_Problem details_. Quote exactly and only this range of lines in the data below: the line that holds "the feeder thread." to the line that holds "Returns false when", both included.

= = = = =

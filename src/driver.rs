//! # Driver — Six-Phase Worker Loop and Supervisor
//!
//! Each worker pulls primes from the shared pipe and routes them through six
//! phases, advancing monotonically as p grows. Each phase applies strictly
//! more cache knowledge than the last, so the dispatch path keeps
//! simplifying:
//!
//! 1. **Cached** (p ≤ cpmax): roots of all prime powers are precomputed;
//!    every power p^e ≤ dmax is seeded into the full enumerator.
//! 2. **Uncached** (p < cdmin): roots of k mod p computed on the fly,
//!    cofactor prime powers still cached.
//! 3. **Cocached** (p < sdmin): every admissible cofactor is in the cofactor
//!    table; the table walk replaces the recursive enumerator.
//! 4. **Near-prime** (p < pdmin): cofactors come with precomputed inverse
//!    tables, so the walk is a flat scan of `sdtab`.
//! 5. **Prime** (p < bpmin): d = p, nothing to enumerate.
//! 6. **Big-prime** (p ≤ pmax): d = p with the progression length cached
//!    across consecutive primes, recomputed only when p crosses the cached
//!    validity bound. For k² ≡ 4 (mod 7) a second (l₇, modulus·7) track
//!    serves the primes that force z ≡ 0 (mod 7); its validity bound
//!    deliberately reuses the default-track length, matching the original
//!    behavior (see the regression test).
//!
//! `process_subprimes` replaces the loop when the largest prime factor is
//! pinned to p0: the pipe then carries the second-largest prime, everything
//! is cached, and roots are joined with the precomputed table of inverses
//! mod p0.
//!
//! The supervisor validates nothing (the CLI already has), runs precompute,
//! sweeps the |z| ≤ TINY_ZMAX candidates the kernel excludes (scoped to this
//! shard's prime range and gated through `report_d` like every other d), and
//! scales out with one feeder thread plus N scoped workers. A worker panic
//! raises the stop flag, which drains every sibling through the pipe
//! sentinel; the failure is reported after join.

use std::panic::{catch_unwind, AssertUnwindSafe};
use std::path::PathBuf;
use std::sync::atomic::{AtomicBool, Ordering};
use std::sync::Arc;
use std::thread;

use anyhow::{bail, Result};
use rug::Integer;

use crate::cuberoots::{cuberoots_modp, CubeTables};
use crate::kdata::KData;
use crate::modular::{crt64, inverse_table_prime, Barrett32};
use crate::params::{Scratch, SearchParams, ZSHORT};
use crate::pipe::{self, PipeReader};
use crate::report::{LogReporter, Phase, Reporter};
use crate::zcheck::{SolutionChecker, ZCheck};
use crate::Engine;

/// Largest power q = p^i with q·p ≤ bound. Returns (q, i).
fn largest_power(p: u64, bound: u64) -> (u64, u32) {
    let mut q = p;
    let mut i = 1u32;
    while q <= bound / p {
        q *= p;
        i += 1;
    }
    (q, i)
}
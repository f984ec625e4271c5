//! # Pipe — Single-Producer Multi-Consumer Prime Stream
//!
//! A bounded stream of the primes in [start, end], fed by one dedicated
//! feeder thread (the only caller of the sieve) and drained by N worker
//! threads. Delivery contract:
//!
//! - Primes are delivered in ascending order across the union of workers.
//! - Each prime goes to exactly one worker; a single worker sees a subset
//!   with gaps and must tolerate that.
//! - `read` returns [`END_OF_PRIMES`] once the stream is exhausted or the
//!   shared stop flag has been raised; it may block while the feeder runs.
//!
//! Backpressure comes from the bounded channel: `feed` blocks while the
//! buffer is full, so the feeder never races ahead by more than the channel
//! capacity. Cancellation: any worker that fails raises the stop flag; the
//! feeder notices between batches and hangs up, which drains every sibling
//! with [`END_OF_PRIMES`].

use crossbeam_channel::{bounded, Receiver, SendTimeoutError, Sender};
use std::sync::atomic::{AtomicBool, Ordering};
use std::sync::Arc;
use std::time::Duration;

use crate::sieve::PrimeRange;

/// Sentinel returned by `read` after the last prime.
pub const END_OF_PRIMES: u64 = u64::MAX;

/// Primes handed from the sieve to the channel per `feed` call.
const FEED_BATCH: usize = 512;

/// Channel capacity per worker.
const PER_WORKER_DEPTH: usize = 1024;

/// Consumer half: one per worker thread.
pub struct PipeReader {
    rx: Receiver<u64>,
    stop: Arc<AtomicBool>,
    /// Upper end of the prime range, used by the driver for phase exits.
    pub end: u64,
}

impl PipeReader {
    /// Next prime for this worker, or [`END_OF_PRIMES`].
    pub fn read(&self) -> u64 {
        if self.stop.load(Ordering::Relaxed) {
            return END_OF_PRIMES;
        }
        self.rx.recv().unwrap_or(END_OF_PRIMES)
    }
}

/// Producer half: owned by the feeder thread.
pub struct PipeFeeder {
    tx: Sender<u64>,
    primes: PrimeRange,
    stop: Arc<AtomicBool>,
}

impl PipeFeeder {
    /// Push the next batch into the channel, blocking while it is full.
    /// Returns false when the range is exhausted or the stop flag is up,
    /// after which the feeder should be dropped to hang up the channel.
    pub fn feed(&mut self) -> bool {
        for _ in 0..FEED_BATCH {
            if self.stop.load(Ordering::Relaxed) {
                return false;
            }
            match self.primes.next() {
                Some(mut p) => loop {
                    // Bounded waits so a raised stop flag is never missed
                    // while blocked on a full channel.
                    match self.tx.send_timeout(p, Duration::from_millis(20)) {
                        Ok(()) => break,
                        Err(SendTimeoutError::Timeout(v)) => {
                            if self.stop.load(Ordering::Relaxed) {
                                return false;
                            }
                            p = v;
                        }
                        Err(SendTimeoutError::Disconnected(_)) => return false,
                    }
                },
                None => return false,
            }
        }
        true
    }
}

/// Build the pipe for primes in [start, end] and `nworkers` consumers.
/// Returns one reader per worker plus the feeder half.
pub fn create(
    start: u64,
    end: u64,
    nworkers: usize,
    stop: Arc<AtomicBool>,
) -> (Vec<PipeReader>, PipeFeeder) {
    let (tx, rx) = bounded(nworkers.max(1) * PER_WORKER_DEPTH);
    let readers = (0..nworkers.max(1))
        .map(|_| PipeReader {
            rx: rx.clone(),
            stop: Arc::clone(&stop),
            end,
        })
        .collect();
    let feeder = PipeFeeder {
        tx,
        primes: PrimeRange::new(start, end),
        stop,
    };
    (readers, feeder)
}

= = = = =

_Answer to the exercise_.
/// Producer half: owned by the feeder thread.
pub struct PipeFeeder {
    tx: Sender<u64>,
    primes: PrimeRange,
    stop: Arc<AtomicBool>,
}

impl PipeFeeder {
    /// Push the next batch into the channel, blocking while it is full.
    /// Returns false when the range is exhausted or the stop flag is up,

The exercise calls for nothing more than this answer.